■ Supplied records:
use serde::{Deserialize, Serialize};
use std::fmt;
use std::sync::Arc;

/// 任务状态
#[derive(Debug, Clone, Copy, PartialEq, Eq, Hash, Serialize, Deserialize)]
#[serde(rename_all = "lowercase")]
pub enum TaskState {
    /// 等待执行（新建或恢复后）
    Idle,
    /// 执行中
    Busy,
    /// 已暂停，可恢复
    Paused,
    /// 成功完成
    Completed,
    /// 失败
    Failed,
    /// 已停止（保留部分结果）
    Stopped,
    /// 已中止（丢弃部分结果）
    Aborted,
}

impl TaskState {
    /// 终态：不会再被执行
    pub fn is_finished(self) -> bool {
        matches!(
            self,
            TaskState::Completed | TaskState::Failed | TaskState::Stopped | TaskState::Aborted
        )
    }

    /// 不在等待也不在执行
    pub fn is_settled(self) -> bool {
        !matches!(self, TaskState::Idle | TaskState::Busy)
    }
}

impl fmt::Display for TaskState {
    fn fmt(&self, f: &mut fmt::Formatter<'_>) -> fmt::Result {
        let s = match self {
            TaskState::Idle => "idle",
            TaskState::Busy => "busy",
            TaskState::Paused => "paused",
            TaskState::Completed => "completed",
            TaskState::Failed => "failed",
            TaskState::Stopped => "stopped",
            TaskState::Aborted => "aborted",
        };
        f.write_str(s)
    }
}

/// 取消类型
#[derive(Debug, Clone, Copy, PartialEq, Eq, Serialize, Deserialize)]
#[serde(rename_all = "lowercase")]
pub enum CancellationType {
    None,
    Paused,
    Stopped,
    Aborted,
}

impl CancellationType {
    /// 已记录的请求能否被新的请求覆盖
    ///
    /// 只允许从 None/Paused 升级，停止和中止请求一旦记录就不再改变
    pub(crate) fn accepts_upgrade(self) -> bool {
        matches!(self, CancellationType::None | CancellationType::Paused)
    }
}

/// 一次执行的终态结果，每次执行恰好产生一个
#[derive(Debug, Clone)]
pub enum TaskOutcome {
    Succeeded,
    Failed(Arc<anyhow::Error>),
    Paused,
    Stopped,
    Aborted,
}

impl TaskOutcome {
    pub fn state(&self) -> TaskState {
        match self {
            TaskOutcome::Succeeded => TaskState::Completed,
            TaskOutcome::Failed(_) => TaskState::Failed,
            TaskOutcome::Paused => TaskState::Paused,
            TaskOutcome::Stopped => TaskState::Stopped,
            TaskOutcome::Aborted => TaskState::Aborted,
        }
    }

    pub fn is_paused(&self) -> bool {
        matches!(self, TaskOutcome::Paused)
    }

    /// 由取消请求导致（暂停、停止、中止）
    pub fn is_cancelled(&self) -> bool {
        matches!(
            self,
            TaskOutcome::Paused | TaskOutcome::Stopped | TaskOutcome::Aborted
        )
    }

    pub fn error(&self) -> Option<&anyhow::Error> {
        match self {
            TaskOutcome::Failed(e) => Some(e.as_ref()),
            _ => None,
        }
    }

    pub(crate) fn from_cancellation(kind: CancellationType) -> Self {
        match kind {
            CancellationType::Paused => TaskOutcome::Paused,
            CancellationType::Aborted => TaskOutcome::Aborted,
            // 没有记录请求类型的取消（例如令牌被外部取消）按停止处理
            CancellationType::Stopped | CancellationType::None => TaskOutcome::Stopped,
        }
    }

    pub(crate) fn cancellation(&self) -> CancellationType {
        match self {
            TaskOutcome::Paused => CancellationType::Paused,
            TaskOutcome::Stopped => CancellationType::Stopped,
            TaskOutcome::Aborted => CancellationType::Aborted,
            TaskOutcome::Succeeded | TaskOutcome::Failed(_) => CancellationType::None,
        }
    }
}

impl PartialEq for TaskOutcome {
    fn eq(&self, other: &Self) -> bool {
        match (self, other) {
            (TaskOutcome::Failed(a), TaskOutcome::Failed(b)) => Arc::ptr_eq(a, b),
            _ => std::mem::discriminant(self) == std::mem::discriminant(other),
        }
    }
}

/// `Task::run` 的返回值
#[derive(Debug)]
pub enum RunOutcome {
    /// 工作正常结束
    Finished,
    /// 观察到取消令牌后退出
    Cancelled,
    Failed(anyhow::Error),
}

#[cfg(test)]
mod tests {
    use super::*;

    #[test]
    fn test_outcome_state_mapping() {
        assert_eq!(TaskOutcome::Succeeded.state(), TaskState::Completed);
        assert_eq!(
            TaskOutcome::Failed(Arc::new(anyhow::anyhow!("x"))).state(),
            TaskState::Failed
        );
        assert_eq!(TaskOutcome::Paused.state(), TaskState::Paused);
        assert_eq!(
            TaskOutcome::from_cancellation(CancellationType::None),
            TaskOutcome::Stopped
        );
        assert_eq!(
            TaskOutcome::from_cancellation(CancellationType::Aborted),
            TaskOutcome::Aborted
        );
    }

    #[test]
    fn test_finished_states() {
        assert!(!TaskState::Idle.is_finished());
        assert!(!TaskState::Busy.is_finished());
        assert!(!TaskState::Paused.is_finished());
        assert!(TaskState::Paused.is_settled());
        assert!(TaskState::Stopped.is_finished());
        assert!(TaskState::Completed.is_finished());
    }

    #[test]
    fn test_cancellation_upgrade() {
        assert!(CancellationType::None.accepts_upgrade());
        assert!(CancellationType::Paused.accepts_upgrade());
        assert!(!CancellationType::Stopped.accepts_upgrade());
        assert!(!CancellationType::Aborted.accepts_upgrade());
    }

    #[test]
    fn test_state_serde_lowercase() {
        let json = serde_json::to_string(&TaskState::Stopped).unwrap();
        assert_eq!(json, "\"stopped\"");
    }
}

■ Task brief: Please count the lines in the material above that hold "Copy", and state only the number.

■ Result of the task: 2